第55章 街へ出よう
子ども向けの華やかな色合いの内装。
大人気キャラクターだけあって、施設内は家族連れで溢れていた。
パン屋の2階にあるカフェでは、ドリンクを頼むとココアパウダーでキャラの顔を描いてくれるサービスもしているらしく、みわも喜んでいる。

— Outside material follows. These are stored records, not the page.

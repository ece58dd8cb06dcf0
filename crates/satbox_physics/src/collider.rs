//! Colliders and collision filtering
//!
//! A collider binds a local-space shape to an owning body and derives its
//! world pose from the body's pose each query. Colliders live in an arena in
//! the physics world and are addressed by generational keys; bodies hold
//! keys, never pointers.

use bitflags::bitflags;

use crate::body::BodyKey;
use crate::hull::ConvexHull;
use satbox_math::Pose;
use slotmap::new_key_type;

new_key_type! {
    /// Key to a collider in the world's collider arena
    pub struct ColliderKey;
}

/// The closed set of collision shape variants
///
/// Pair tests dispatch on [`ShapeKind`] pairs, so adding a variant means
/// adding dispatch arms, not touching the step loop.
#[derive(Clone, Debug)]
pub enum Shape {
    Hull(ConvexHull),
}

/// Discriminant of [`Shape`], used to key pair dispatch
#[derive(Clone, Copy, Debug, PartialEq, Eq)]
pub enum ShapeKind {
    Hull,
}

impl Shape {
    /// The kind tag of this shape
    pub fn kind(&self) -> ShapeKind {
        match self {
            Shape::Hull(_) => ShapeKind::Hull,
        }
    }

    /// The hull payload, if this shape is a hull
    pub fn as_hull(&self) -> Option<&ConvexHull> {
        match self {
            Shape::Hull(hull) => Some(hull),
        }
    }
}

bitflags! {
    /// Collision layers for filtering which colliders are pair-tested
    #[derive(Clone, Copy, Debug, PartialEq, Eq, Hash)]
    pub struct CollisionLayer: u32 {
        /// Default layer for most colliders
        const DEFAULT = 1 << 0;
        /// Static world geometry (floors, walls)
        const STATIC = 1 << 1;
        /// Debug/probe colliders
        const PROBE = 1 << 2;
        /// All layers
        const ALL = 0xFFFFFFFF;
    }
}

/// Collision filter determining which pairs reach the narrow phase
///
/// Two colliders are tested if each one's layer intersects the other's mask.
/// The default filter collides with everything, which preserves the
/// exhaustive all-pairs semantics unless a scene opts out.
#[derive(Clone, Copy, Debug, PartialEq, Eq)]
pub struct CollisionFilter {
    /// Which layer(s) this collider belongs to
    pub layer: CollisionLayer,
    /// Which layer(s) this collider is tested against
    pub mask: CollisionLayer,
}

impl Default for CollisionFilter {
    fn default() -> Self {
        Self {
            layer: CollisionLayer::DEFAULT,
            mask: CollisionLayer::ALL,
        }
    }
}

impl CollisionFilter {
    /// Create a filter with the given layer and mask
    pub fn new(layer: CollisionLayer, mask: CollisionLayer) -> Self {
        Self { layer, mask }
    }

    /// Whether a pair with `other` should be narrow-phase tested
    ///
    /// Both filters must agree.
    pub fn collides_with(&self, other: &Self) -> bool {
        self.layer.intersects(other.mask) && other.layer.intersects(self.mask)
    }
}

/// A shape bound to a body with a fixed local offset
///
/// The back-reference to the owning body is a handle set when the collider
/// is attached; it is only ever used to look the body's pose up, never to
/// mutate the body.
#[derive(Clone, Debug)]
pub struct Collider {
    /// The collision shape in local space
    pub shape: Shape,
    /// Fixed offset from the owning body's frame (identity if none)
    pub local_pose: Pose,
    /// Handle of the owning body, set by the world on attach
    pub body: BodyKey,
    /// Which pairs this collider participates in
    pub filter: CollisionFilter,
}

impl Collider {
    /// Create a collider with an identity local offset
    pub fn new(shape: Shape) -> Self {
        Self {
            shape,
            local_pose: Pose::identity(),
            body: BodyKey::default(),
            filter: CollisionFilter::default(),
        }
    }

    /// Create a hull collider with an identity local offset
    pub fn hull(hull: ConvexHull) -> Self {
        Self::new(Shape::Hull(hull))
    }

    /// Set the fixed local offset from the body frame
    pub fn with_local_pose(mut self, local_pose: Pose) -> Self {
        self.local_pose = local_pose;
        self
    }

    /// Set the collision filter
    pub fn with_filter(mut self, filter: CollisionFilter) -> Self {
        self.filter = filter;
        self
    }

    /// Derive the world pose from the owning body's current pose
    ///
    /// Recomputed per query; nothing is stored, so the collider can never
    /// drift out of sync with its body.
    #[inline]
    pub fn world_pose(&self, body_pose: &Pose) -> Pose {
        body_pose.compose(&self.local_pose)
    }
}
//! Rigid transform (position + orientation)
//!
//! A Pose places local-space geometry into world space. Colliders compose
//! their fixed local pose with their owning body's pose each query.

use crate::{Quat, Vec3};

/// A rigid transform with position and orientation
#[derive(Clone, Copy, Debug, PartialEq)]
pub struct Pose {
    /// Position in world space
    pub position: Vec3,
    /// Orientation as a unit quaternion
    pub orientation: Quat,
}

impl Default for Pose {
    fn default() -> Self {
        Self::identity()
    }
}

impl Pose {
    /// Create an identity pose (no translation or rotation)
    pub fn identity() -> Self {
        Self {
            position: Vec3::ZERO,
            orientation: Quat::IDENTITY,
        }
    }

    /// Create a pose with just a position
    pub fn from_position(position: Vec3) -> Self {
        Self {
            position,
            orientation: Quat::IDENTITY,
        }
    }

    /// Create a pose with position and orientation
    pub fn new(position: Vec3, orientation: Quat) -> Self {
        Self {
            position,
            orientation,
        }
    }

    /// Transform a point from local space to world space
    ///
    /// Applies rotation, then translation.
    pub fn transform_point(&self, p: Vec3) -> Vec3 {
        self.orientation.rotate(p) + self.position
    }

    /// Transform a direction from local space to world space
    ///
    /// Applies rotation only.
    pub fn transform_direction(&self, d: Vec3) -> Vec3 {
        self.orientation.rotate(d)
    }

    /// Compute the inverse pose
    ///
    /// `pose.inverse().transform_point(pose.transform_point(p)) == p`
    pub fn inverse(&self) -> Self {
        let inv_orientation = self.orientation.conjugate();
        Self {
            position: inv_orientation.rotate(-self.position),
            orientation: inv_orientation,
        }
    }

    /// Compose two poses: result = self * other
    ///
    /// The composed pose applies `other` first, then `self`.
    pub fn compose(&self, other: &Self) -> Self {
        Self {
            position: self.transform_point(other.position),
            orientation: self.orientation * other.orientation,
        }
    }
}
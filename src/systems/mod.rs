//! Harness systems
//!
//! The step driver extracted from main.rs for testability.

mod simulation;

pub use simulation::{InputSnapshot, SimulationSystem, StepOutcome};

パン屋ではキャラクターの顔のパンが売られていて、入店する為の行列が出来ていた。
とにかく店内は騒がしい。
「みんな、元気だね」
この騒々しさを特に気にした様子もなく、みわが微笑んでそう言った。
オレは若干この子どもたちの泣き声やギャーギャー声で疲れ始めている。
「みわって、子ども好きなんスね」
「ん? そうかな。嫌いじゃないけど」
自覚はないみたいだが、子ども達を見て微笑む目はとても優しい。
いつもの意志のある目も好きだけど、こういう優しい目も大好きだ。
みわならいいお母さんになりそうっスね。
お茶代は洋服のお礼にみわが出すと言い張り、ありがたくご馳走になる事にした。
一息ついたオレたちは階段を降り、パン屋の横を抜けて店外に出ようとする。
どうやらピークは過ぎたらしく、今は行列は出来ていなかった。
みわがチラチラと商品棚を気にしている。
「……みわ、見てく?」
オレ、結構みわの事ずっと見てるからちょっとの変化でもすぐ気付くっスよ?
「えっ、あ、いや、いいよ時間ないし」
「時間は山ほどあるっス。寄ってこ」
パン屋の敷地内に入ると、みわの目が輝いた。
意外だ。
好きなのかな。
しかし、足元見てるというかなんというか、単価が高い。
キャラの顔をしたあんぱんが300円台で売られていたりする。いい商売だな。
「……ふたりで1個ずつ、買ってもいい?」
上目遣いで聞いてくるのは反則だって。
結局パン代も自分で出すと言って、オレの分まで買って貰ってしまった。